Word for word, repeat each entry that follows.

[Collected data entries]
***

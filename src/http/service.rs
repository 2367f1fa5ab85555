//! Rate-limited HTTP endpoints.

use axum::extract::State;
use axum::http::header::{HeaderMap, HeaderName, HeaderValue, RETRY_AFTER};
use axum::http::StatusCode;
use axum::response::{IntoResponse, Response};
use axum::routing::get;
use axum::{Json, Router};
use parking_lot::RwLock;
use serde::Serialize;
use std::sync::Arc;
use std::time::{Duration, Instant};
use tower_http::trace::TraceLayer;
use tracing::{info, instrument, Span};

use crate::clock::{Clock, SystemClock};
use crate::config::RateLimitingConfig;
use crate::error::Result;
use crate::ratelimit::{build_limiter, IdentityExtractor, Limiter, LimiterStats};

const RATE_LIMIT_LIMIT: HeaderName = HeaderName::from_static("x-ratelimit-limit");
const RATE_LIMIT_REMAINING: HeaderName = HeaderName::from_static("x-ratelimit-remaining");

struct SlotState {
    current: Arc<dyn Limiter>,
    previous: Option<Arc<dyn Limiter>>,
}

/// Holds the active limiter and allows swapping it at runtime.
///
/// Handlers hold the read lock only long enough to clone the `Arc`, so a swap
/// never waits on in-flight admission checks.
pub struct LimiterSlot {
    state: RwLock<SlotState>,
}

impl LimiterSlot {
    pub fn new(limiter: Arc<dyn Limiter>) -> Self {
        Self {
            state: RwLock::new(SlotState {
                current: limiter,
                previous: None,
            }),
        }
    }

    /// The limiter requests are currently checked against.
    pub fn current(&self) -> Arc<dyn Limiter> {
        self.state.read().current.clone()
    }

    /// Install `limiter`, remembering the old one for [`revert`](Self::revert).
    pub fn replace(&self, limiter: Arc<dyn Limiter>) -> Arc<dyn Limiter> {
        let mut state = self.state.write();
        let old = std::mem::replace(&mut state.current, limiter);
        state.previous = Some(old.clone());
        info!(algorithm = %state.current.algorithm(), "Active rate limiter replaced");
        old
    }

    /// Drop idle identities from the active limiter and the one kept for
    /// `revert`.
    pub fn evict_idle(&self, now: Instant, idle_ttl: Duration) -> usize {
        let (current, previous) = {
            let state = self.state.read();
            (state.current.clone(), state.previous.clone())
        };
        let mut evicted = current.evict_idle(now, idle_ttl);
        if let Some(previous) = previous {
            evicted += previous.evict_idle(now, idle_ttl);
        }
        evicted
    }

    /// Restore the limiter active before the last `replace`.
    ///
    /// Returns `false` when there is nothing to revert to.
    pub fn revert(&self) -> bool {
        let mut state = self.state.write();
        match state.previous.take() {
            Some(previous) => {
                state.current = previous;
                info!(algorithm = %state.current.algorithm(), "Active rate limiter reverted");
                true
            }
            None => false,
        }
    }
}

/// Shared state for the HTTP handlers.
#[derive(Clone)]
pub struct AppState {
    limiters: Arc<LimiterSlot>,
    extractor: Arc<IdentityExtractor>,
    clock: Arc<dyn Clock>,
}

impl AppState {
    /// Create state around `limiter` using the system clock.
    pub fn new(limiter: Arc<dyn Limiter>, extractor: IdentityExtractor) -> Self {
        Self {
            limiters: Arc::new(LimiterSlot::new(limiter)),
            extractor: Arc::new(extractor),
            clock: Arc::new(SystemClock::new()),
        }
    }

    /// Build state from rate limiting settings.
    pub fn from_config(config: &RateLimitingConfig) -> Result<Self> {
        let limiter = build_limiter(config.algorithm, config.policy()?);
        Ok(Self::new(limiter, config.identity_extractor()?))
    }

    /// Replace the time source, mainly for tests.
    pub fn with_clock(mut self, clock: Arc<dyn Clock>) -> Self {
        self.clock = clock;
        self
    }

    pub fn limiters(&self) -> &LimiterSlot {
        &self.limiters
    }

    pub fn extractor(&self) -> &IdentityExtractor {
        &self.extractor
    }

    pub fn clock(&self) -> &Arc<dyn Clock> {
        &self.clock
    }

    /// Drop identities idle for at least `idle_ttl` from the swappable limiters.
    pub fn evict_idle(&self, idle_ttl: Duration) -> usize {
        self.limiters.evict_idle(self.clock.now(), idle_ttl)
    }
}

/// Build the router serving `/limited`, `/unlimited` and `/stats`.
pub fn router(state: AppState) -> Router {
    Router::new()
        .route("/limited", get(limited))
        .route("/unlimited", get(unlimited))
        .route("/stats", get(stats))
        .layer(TraceLayer::new_for_http())
        .with_state(state)
}

#[derive(Serialize)]
struct DecisionBody<'a> {
    status: u16,
    identity: &'a str,
    #[serde(skip_serializing_if = "Option::is_none")]
    remaining: Option<u64>,
}

/// `Retry-After` value in whole seconds, rounded up and never zero.
pub fn retry_after_secs(retry_after: Duration) -> u64 {
    let secs = retry_after.as_secs() + u64::from(retry_after.subsec_nanos() > 0);
    secs.max(1)
}

/// Admit or reject one request against the caller's quota.
///
/// Exactly one admission check per request; the response is 200 or 429.
#[instrument(skip_all, fields(identity = tracing::field::Empty))]
async fn limited(State(state): State<AppState>, headers: HeaderMap) -> Response {
    let identity = state.extractor.extract(&headers);
    Span::current().record("identity", identity.as_str());

    let limiter = state.limiters.current();
    let decision = limiter.admit(&identity, state.clock.now());
    let limit = limiter.limit();

    let status = if decision.admitted {
        StatusCode::OK
    } else {
        StatusCode::TOO_MANY_REQUESTS
    };
    let body = DecisionBody {
        status: status.as_u16(),
        identity: identity.as_str(),
        remaining: limit.map(|_| decision.remaining),
    };

    let mut response = (status, Json(body)).into_response();
    let headers = response.headers_mut();
    if let Some(limit) = limit {
        headers.insert(RATE_LIMIT_LIMIT, HeaderValue::from(limit));
        headers.insert(RATE_LIMIT_REMAINING, HeaderValue::from(decision.remaining));
    }
    if let Some(retry_after) = decision.retry_after {
        headers.insert(RETRY_AFTER, HeaderValue::from(retry_after_secs(retry_after)));
    }
    response
}

async fn unlimited() -> Json<serde_json::Value> {
    Json(serde_json::json!({ "status": 200 }))
}

async fn stats(State(state): State<AppState>) -> Json<LimiterStats> {
    Json(state.limiters.current().stats(state.clock.now()))
}
//! HTTP adapter exposing the limiter on `/limited`.

mod server;
mod service;

pub use server::HttpServer;
pub use service::{retry_after_secs, router, AppState, LimiterSlot};
//! Rate limiting logic and state management.

mod backend;
mod bucket;
mod counter;
mod identity;
mod limiter;
mod policy;
mod sliding;

pub use backend::{Decision, Limiter, LimiterStats, WindowSnapshot};
pub use bucket::TokenBucket;
pub use counter::FixedWindow;
pub use identity::{
    Identity, IdentityExtractor, DEFAULT_FALLBACK_IDENTITY, DEFAULT_IDENTITY_HEADER,
};
pub use limiter::{
    build_limiter, FixedWindowLimiter, KeyedLimiter, SlidingWindowLogLimiter,
    TokenBucketLimiter, UnlimitedLimiter, WindowState,
};
pub use policy::{Algorithm, QuotaPolicy};
pub use sliding::SlidingWindowLog;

***

- [SOLUTION FOR THIS TASK]
filename src/http/service.rs
repository 2367f1fa5ab85555
//! Rate-limited HTTP endpoints.

use axum::extract::State;
use axum::http::header::{HeaderMap, HeaderName, HeaderValue, RETRY_AFTER};
use axum::http::StatusCode;
use axum::response::{IntoResponse, Response};
use axum::routing::get;
use axum::{Json, Router};
use parking_lot::RwLock;
use serde::Serialize;
use std::sync::Arc;
use std::time::{Duration, Instant};
use tower_http::trace::TraceLayer;
use tracing::{info, instrument, Span};

use crate::clock::{Clock, SystemClock};
use crate::config::RateLimitingConfig;
use crate::error::Result;
use crate::ratelimit::{build_limiter, IdentityExtractor, Limiter, LimiterStats};

const RATE_LIMIT_LIMIT: HeaderName = HeaderName::from_static("x-ratelimit-limit");
const RATE_LIMIT_REMAINING: HeaderName = HeaderName::from_static("x-ratelimit-remaining");

struct SlotState {
    current: Arc<dyn Limiter>,
    previous: Option<Arc<dyn Limiter>>,
}

/// Holds the active limiter and allows swapping it at runtime.
///
/// Handlers hold the read lock only long enough to clone the `Arc`, so a swap
/// never waits on in-flight admission checks.
pub struct LimiterSlot {
    state: RwLock<SlotState>,
}

impl LimiterSlot {
    pub fn new(limiter: Arc<dyn Limiter>) -> Self {
        Self {
            state: RwLock::new(SlotState {
                current: limiter,
                previous: None,
            }),
        }
    }

    /// The limiter requests are currently checked against.
    pub fn current(&self) -> Arc<dyn Limiter> {
        self.state.read().current.clone()
    }

    /// Install `limiter`, remembering the old one for [`revert`](Self::revert).
    pub fn replace(&self, limiter: Arc<dyn Limiter>) -> Arc<dyn Limiter> {
        let mut state = self.state.write();
        let old = std::mem::replace(&mut state.current, limiter);
        state.previous = Some(old.clone());
        info!(algorithm = %state.current.algorithm(), "Active rate limiter replaced");
        old
    }

    /// Drop idle identities from the active limiter and the one kept for
    /// `revert`.
    pub fn evict_idle(&self, now: Instant, idle_ttl: Duration) -> usize {
        let (current, previous) = {
            let state = self.state.read();
            (state.current.clone(), state.previous.clone())
        };
        let mut evicted = current.evict_idle(now, idle_ttl);
        if let Some(previous) = previous {
            evicted += previous.evict_idle(now, idle_ttl);
        }
        evicted
    }

    /// Restore the limiter active before the last `replace`.
    ///
    /// Returns `false` when there is nothing to revert to.
    pub fn revert(&self) -> bool {
        let mut state = self.state.write();
        match state.previous.take() {
            Some(previous) => {
                state.current = previous;
                info!(algorithm = %state.current.algorithm(), "Active rate limiter reverted");
                true
            }
            None => false,
        }
    }
}

/// Shared state for the HTTP handlers.
#[derive(Clone)]
pub struct AppState {
    limiters: Arc<LimiterSlot>,
    extractor: Arc<IdentityExtractor>,
    clock: Arc<dyn Clock>,
}

impl AppState {
    /// Create state around `limiter` using the system clock.
    pub fn new(limiter: Arc<dyn Limiter>, extractor: IdentityExtractor) -> Self {
        Self {
            limiters: Arc::new(LimiterSlot::new(limiter)),
            extractor: Arc::new(extractor),
            clock: Arc::new(SystemClock::new()),
        }
    }

    /// Build state from rate limiting settings.
    pub fn from_config(config: &RateLimitingConfig) -> Result<Self> {
        let limiter = build_limiter(config.algorithm, config.policy()?);
        Ok(Self::new(limiter, config.identity_extractor()?))
    }

    /// Replace the time source, mainly for tests.
    pub fn with_clock(mut self, clock: Arc<dyn Clock>) -> Self {
        self.clock = clock;
        self
    }

    pub fn limiters(&self) -> &LimiterSlot {
        &self.limiters
    }

    pub fn extractor(&self) -> &IdentityExtractor {
        &self.extractor
    }

    pub fn clock(&self) -> &Arc<dyn Clock> {
        &self.clock
    }

    /// Drop identities idle for at least `idle_ttl` from the swappable limiters.
    pub fn evict_idle(&self, idle_ttl: Duration) -> usize {
        self.limiters.evict_idle(self.clock.now(), idle_ttl)
    }
}

/// Build the router serving `/limited`, `/unlimited` and `/stats`.
pub fn router(state: AppState) -> Router {
    Router::new()
        .route("/limited", get(limited))
        .route("/unlimited", get(unlimited))
        .route("/stats", get(stats))
        .layer(TraceLayer::new_for_http())
        .with_state(state)
}

#[derive(Serialize)]
struct DecisionBody<'a> {
    status: u16,
    identity: &'a str,
    #[serde(skip_serializing_if = "Option::is_none")]
    remaining: Option<u64>,
}

/// `Retry-After` value in whole seconds, rounded up and never zero.
pub fn retry_after_secs(retry_after: Duration) -> u64 {
    let secs = retry_after.as_secs() + u64::from(retry_after.subsec_nanos() > 0);
    secs.max(1)
}

/// Admit or reject one request against the caller's quota.
///
/// Exactly one admission check per request; the response is 200 or 429.
#[instrument(skip_all, fields(identity = tracing::field::Empty))]
async fn limited(State(state): State<AppState>, headers: HeaderMap) -> Response {
    let identity = state.extractor.extract(&headers);
    Span::current().record("identity", identity.as_str());

    let limiter = state.limiters.current();
    let decision = limiter.admit(&identity, state.clock.now());
    let limit = limiter.limit();

    let status = if decision.admitted {
        StatusCode::OK
    } else {
        StatusCode::TOO_MANY_REQUESTS
    };
    let body = DecisionBody {
        status: status.as_u16(),
        identity: identity.as_str(),
        remaining: limit.map(|_| decision.remaining),
    };

    let mut response = (status, Json(body)).into_response();
    let headers = response.headers_mut();
    if let Some(limit) = limit {
        headers.insert(RATE_LIMIT_LIMIT, HeaderValue::from(limit));
        headers.insert(RATE_LIMIT_REMAINING, HeaderValue::from(decision.remaining));
    }
    if let Some(retry_after) = decision.retry_after {
        headers.insert(RETRY_AFTER, HeaderValue::from(retry_after_secs(retry_after)));
    }
    response
}

async fn unlimited() -> Json<serde_json::Value> {
    Json(serde_json::json!({ "status": 200 }))
}

async fn stats(State(state): State<AppState>) -> Json<LimiterStats> {
    Json(state.limiters.current().stats(state.clock.now()))
}
//! HTTP adapter exposing the limiter on `/limited`.

mod server;
mod service;

pub use server::HttpServer;
pub use service::{retry_after_secs, router, AppState, LimiterSlot};
//! Rate limiting logic and state management.

mod backend;
mod bucket;
mod counter;
mod identity;
mod limiter;
mod policy;
mod sliding;

pub use backend::{Decision, Limiter, LimiterStats, WindowSnapshot};
pub use bucket::TokenBucket;
pub use counter::FixedWindow;
pub use identity::{
    Identity, IdentityExtractor, DEFAULT_FALLBACK_IDENTITY, DEFAULT_IDENTITY_HEADER,
};
pub use limiter::{
    build_limiter, FixedWindowLimiter, KeyedLimiter, SlidingWindowLogLimiter,
    TokenBucketLimiter, UnlimitedLimiter, WindowState,
};
pub use policy::{Algorithm, QuotaPolicy};
pub use sliding::SlidingWindowLog;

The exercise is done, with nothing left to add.